Festín de amotinados (2000)

País 1

 Germán Bayón

En aquel país la gente podía morir a voluntad. Una persona era capaz de detener su corazón con tanta facilidad como cerrar los ojos, o extender un brazo. Había quien decidía morir para escapar de una deuda, o de algún asunto vergonzoso, o del dolor de un amor imposible. Normalmente los ancianos o enfermos se iban así, con naturalidad, no queriendo ser una carga para nadie. Pero a veces perdían sus facultades mentales antes de tomar la decisión. Entonces arrastraban su existencia durante años y años, quizá durante generaciones, hasta que por fin se extinguían como una llamita. Pero esos años servían para conocer el verdadero amor de los familiares y el desapego de los que, a su vez, preferían morir a complicarse la existencia cuidando a un anciano.

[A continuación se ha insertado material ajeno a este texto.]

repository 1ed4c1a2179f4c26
//! Translation of sqlx failures into application errors.

use classhub_core::error::{AppError, ErrorKind};

/// PostgreSQL SQLSTATE for `unique_violation`.
const UNIQUE_VIOLATION: &str = "23505";
/// PostgreSQL SQLSTATE for `foreign_key_violation`.
const FOREIGN_KEY_VIOLATION: &str = "23503";

/// A referenced row that a write depends on.
#[derive(Debug, Clone, Copy)]
pub struct Reference<'a> {
    /// Entity name reported to the caller (e.g. `course`).
    pub entity: &'a str,
    /// Key value carried by the write.
    pub key: &'a str,
}

fn sqlstate(err: &sqlx::Error) -> Option<String> {
    match err {
        sqlx::Error::Database(db_err) => db_err.code().map(|c| c.into_owned()),
        _ => None,
    }
}

/// Whether `err` is a uniqueness violation.
pub fn is_unique_violation(err: &sqlx::Error) -> bool {
    sqlstate(err).as_deref() == Some(UNIQUE_VIOLATION)
}

/// Whether `err` is a foreign key violation.
pub fn is_foreign_key_violation(err: &sqlx::Error) -> bool {
    sqlstate(err).as_deref() == Some(FOREIGN_KEY_VIOLATION)
}

/// Map a failed insert or update.
///
/// Unique violations become `Conflict` with `conflict_message`; foreign key
/// violations become `ReferenceNotFound` for `reference`; anything else is a
/// `Database` error carrying the original cause.
pub fn map_write_error(
    err: sqlx::Error,
    action: &str,
    conflict_message: &str,
    reference: Option<Reference<'_>>,
) -> AppError {
    if is_unique_violation(&err) {
        return AppError::conflict(conflict_message);
    }
    if let Some(reference) = reference.filter(|_| is_foreign_key_violation(&err)) {
        return AppError::reference_not_found(reference.entity, reference.key);
    }
    AppError::with_source(ErrorKind::Database, format!("Failed to {action}"), err)
}

/// Map a failed read or delete.
pub fn map_read_error(err: sqlx::Error, action: &str) -> AppError {
    AppError::with_source(ErrorKind::Database, format!("Failed to {action}"), err)
}
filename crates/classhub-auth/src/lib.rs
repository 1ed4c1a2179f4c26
//! # classhub-auth
//!
//! Authentication and authorization for ClassHub.
//!
//! ## Modules
//!
//! - `jwt`: identity token signing and verification
//! - `principal`: the verified identity attached to a request
//! - `rbac`: role lookups against the user store

pub mod jwt;
pub mod principal;
pub mod rbac;

pub use jwt::{Claims, EncodingError, TokenCodec, VerificationError};
pub use principal::Principal;
pub use rbac::RoleGate;
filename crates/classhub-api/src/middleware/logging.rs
//! Request/response logging middleware.

use std::time::Instant;

use axum::extract::Request;
use axum::middleware::Next;
use axum::response::Response;
use tracing::info;

/// Logs request method, path, status, and duration.
pub async fn request_logging(request: Request, next: Next) -> Response {
    let method = request.method().clone();
    let path = request.uri().path().to_string();
    let start = Instant::now();

    let response = next.run(request).await;

    info!(
        method = %method,
        path = %path,
        status = response.status().as_u16(),
        duration_ms = start.elapsed().as_millis() as u64,
        "HTTP request"
    );

    response
}
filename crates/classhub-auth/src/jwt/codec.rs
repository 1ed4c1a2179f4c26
//! HS256 token signing and verification with a process-wide secret.

use chrono::{Duration, Utc};
use jsonwebtoken::{Algorithm, DecodingKey, EncodingKey, Header, Validation, decode, encode};
use serde_json::{Map, Value};

use classhub_core::config::AuthConfig;
use classhub_core::error::AppError;

use super::claims::Claims;
use super::error::{EncodingError, VerificationError};

/// Clock skew tolerated when checking `exp`, in seconds.
const LEEWAY_SECONDS: u64 = 5;

/// Signs and verifies identity tokens.
#[derive(Clone)]
pub struct TokenCodec {
    encoding_key: EncodingKey,
    decoding_key: DecodingKey,
    validation: Validation,
    ttl: Duration,
}

impl std::fmt::Debug for TokenCodec {
    fn fmt(&self, f: &mut std::fmt::Formatter<'_>) -> std::fmt::Result {
        f.debug_struct("TokenCodec")
            .field("ttl", &self.ttl)
            .field("validation", &self.validation)
            .finish()
    }
}

impl TokenCodec {
    /// Creates a codec. An empty secret is a configuration error.
    pub fn new(secret: &str, ttl: Duration) -> Result<Self, AppError> {
        if secret.trim().is_empty() {
            return Err(AppError::configuration("token secret must not be empty"));
        }

        let mut validation = Validation::new(Algorithm::HS256);
        validation.validate_exp = true;
        validation.leeway = LEEWAY_SECONDS;
        // Posted claims are embedded verbatim, `aud` included.
        validation.validate_aud = false;

        Ok(Self {
            encoding_key: EncodingKey::from_secret(secret.as_bytes()),
            decoding_key: DecodingKey::from_secret(secret.as_bytes()),
            validation,
            ttl,
        })
    }

    /// Creates a codec from auth configuration.
    pub fn from_config(config: &AuthConfig) -> Result<Self, AppError> {
        Self::new(
            &config.jwt_secret,
            Duration::minutes(config.token_ttl_minutes as i64),
        )
    }

    /// Token lifetime.
    pub fn ttl(&self) -> Duration {
        self.ttl
    }

    /// Signs `payload`, stamping `iat` and `exp = iat + ttl`.
    ///
    /// The payload must carry a non-empty string `email`; other fields are
    /// embedded as-is. Caller-supplied `iat`/`exp` are replaced.
    pub fn sign(&self, payload: &Map<String, Value>) -> Result<String, EncodingError> {
        let email = payload
            .get("email")
            .and_then(Value::as_str)
            .map(str::trim)
            .filter(|e| !e.is_empty())
            .ok_or(EncodingError::MissingSubject)?
            .to_string();

        let mut extra = payload.clone();
        for reserved in ["email", "iat", "exp"] {
            extra.remove(reserved);
        }

        let now = Utc::now();
        let claims = Claims {
            email,
            iat: now.timestamp(),
            exp: (now + self.ttl).timestamp(),
            extra,
        };
        self.issue(&claims)
    }

    /// Signs a token for a bare subject.
    pub fn sign_subject(&self, email: &str) -> Result<String, EncodingError> {
        let mut payload = Map::new();
        payload.insert("email".into(), Value::String(email.to_string()));
        self.sign(&payload)
    }

    /// Encodes `claims` exactly as given.
    pub fn issue(&self, claims: &Claims) -> Result<String, EncodingError> {
        if claims.email.trim().is_empty() {
            return Err(EncodingError::MissingSubject);
        }
        Ok(encode(&Header::new(Algorithm::HS256), claims, &self.encoding_key)?)
    }

    /// Checks signature and expiry, returning the embedded claims.
    pub fn verify(&self, token: &str) -> Result<Claims, VerificationError> {
        decode::<Claims>(token, &self.decoding_key, &self.validation)
            .map(|data| data.claims)
            .map_err(|e| VerificationError::from(&e))
    }
}
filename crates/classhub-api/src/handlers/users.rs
//! User registration, role queries, and admin user management.

use axum::Json;
use axum::extract::State;
use axum::http::StatusCode;

use classhub_entity::{User, UserRole};
use classhub_service::user::{CreateUserRequest, UpdateRoleRequest, UserCreation};

use crate::dto::response::{AdminCheck, FacultyCheck, MessageResponse, RoleUpdated, UserCreated};
use crate::error::ApiResult;
use crate::extractors::{AuthUser, JsonBody, PathParam};
use crate::state::AppState;

/// GET /users (admin)
pub async fn list_users(State(state): State<AppState>) -> ApiResult<Json<Vec<User>>> {
    Ok(Json(state.user_service.list().await?))
}

/// POST /users
///
/// Registers the caller unless the email is already known.
pub async fn create_user(
    State(state): State<AppState>,
    JsonBody(req): JsonBody<CreateUserRequest>,
) -> ApiResult<(StatusCode, Json<UserCreated>)> {
    let response = match state.user_service.create_if_absent(req).await? {
        UserCreation::Created(user) => (
            StatusCode::CREATED,
            Json(UserCreated {
                message: "user created".to_string(),
                inserted_id: Some(user.id),
                user: Some(user),
            }),
        ),
        UserCreation::AlreadyExists => (
            StatusCode::OK,
            Json(UserCreated {
                message: "user already exists".to_string(),
                user: None,
                inserted_id: None,
            }),
        ),
    };
    Ok(response)
}

/// GET /users/admin/{email}
pub async fn check_admin(
    State(state): State<AppState>,
    AuthUser(principal): AuthUser,
    PathParam(email): PathParam<String>,
) -> ApiResult<Json<AdminCheck>> {
    let admin = state
        .role_gate
        .has_role(&principal, Some(&email), &[UserRole::Admin])
        .await?;
    Ok(Json(AdminCheck { admin }))
}

/// GET /users/faculty/{email}
pub async fn check_faculty(
    State(state): State<AppState>,
    AuthUser(principal): AuthUser,
    PathParam(email): PathParam<String>,
) -> ApiResult<Json<FacultyCheck>> {
    let faculty = state
        .role_gate
        .has_role(&principal, Some(&email), &[UserRole::Faculty])
        .await?;
    Ok(Json(FacultyCheck { faculty }))
}

/// DELETE /users/{id} (admin)
pub async fn delete_user(
    State(state): State<AppState>,
    PathParam(id): PathParam<i64>,
) -> ApiResult<Json<MessageResponse>> {
    state.user_service.delete(id).await?;
    Ok(Json(MessageResponse::new("user deleted")))
}

/// PATCH /users/role/{id} (admin)
pub async fn update_role(
    State(state): State<AppState>,
    PathParam(id): PathParam<i64>,
    JsonBody(req): JsonBody<UpdateRoleRequest>,
) -> ApiResult<Json<RoleUpdated>> {
    let role = state.user_service.update_role(id, req).await?;
    Ok(Json(RoleUpdated {
        message: "user role updated".to_string(),
        role,
    }))
}
//! Database configuration.

use serde::{Deserialize, Serialize};

/// Which store backs the catalog.
#[derive(Debug, Clone, Copy, PartialEq, Eq, Serialize, Deserialize, Default)]
#[serde(rename_all = "lowercase")]
pub enum StoreProvider {
    /// PostgreSQL through a pooled `sqlx` connection.
    #[default]
    Postgres,
    /// Process-local tables; contents are lost on exit.
    Memory,
}

/// Database connection pool configuration.
#[derive(Debug, Clone, Serialize, Deserialize)]
pub struct DatabaseConfig {
    /// Store backend.
    #[serde(default)]
    pub provider: StoreProvider,
    /// PostgreSQL connection URL (required for the postgres provider).
    #[serde(default)]
    pub url: String,
    /// Maximum number of connections in the pool.
    #[serde(default = "default_max_connections")]
    pub max_connections: u32,
    /// Minimum number of connections in the pool.
    #[serde(default = "default_min_connections")]
    pub min_connections: u32,
    /// Connection timeout in seconds.
    #[serde(default = "default_connect_timeout")]
    pub connect_timeout_seconds: u64,
    /// Idle connection timeout in seconds.
    #[serde(default = "default_idle_timeout")]
    pub idle_timeout_seconds: u64,
    /// Apply pending migrations on startup.
    #[serde(default = "default_run_migrations")]
    pub run_migrations: bool,
}

impl Default for DatabaseConfig {
    fn default() -> Self {
        Self {
            provider: StoreProvider::default(),
            url: String::new(),
            max_connections: default_max_connections(),
            min_connections: default_min_connections(),
            connect_timeout_seconds: default_connect_timeout(),
            idle_timeout_seconds: default_idle_timeout(),
            run_migrations: default_run_migrations(),
        }
    }
}

fn default_max_connections() -> u32 {
    20
}

fn default_min_connections() -> u32 {
    2
}

fn default_connect_timeout() -> u64 {
    10
}

fn default_idle_timeout() -> u64 {
    300
}

fn default_run_migrations() -> bool {
    true
}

La muerte no asustaba a nadie, pues era un recurso al alcance de cualquiera. Esta facilidad para huir del dolor y de la desgracia había hecho de aquellas gentes una raza débil y sensible. En los parques o en los portales de las casas era frecuente encontrar parejas de jóvenes abrazados e inertes que, habiendo alcanzado la cima de la felicidad en un momento, no habían querido descender. Había enamorados que morían de común acuerdo en medio de un beso, u otro acto de amor ante el que la vida palidecía. En un piso encontraron un día una pareja. Él estaba sentado en un sofá y ella tendida, con la cabeza en el regazo de su amado. Él acariciaba la cara de ella. Ella besaba y mantenía apretada contra su cara la mano que la acariciaba. La mano derecha de él colgaba inerte del brazo del sillón y debajo, en el suelo, había un libro. Sin duda se lo habían dicho todo con la piel.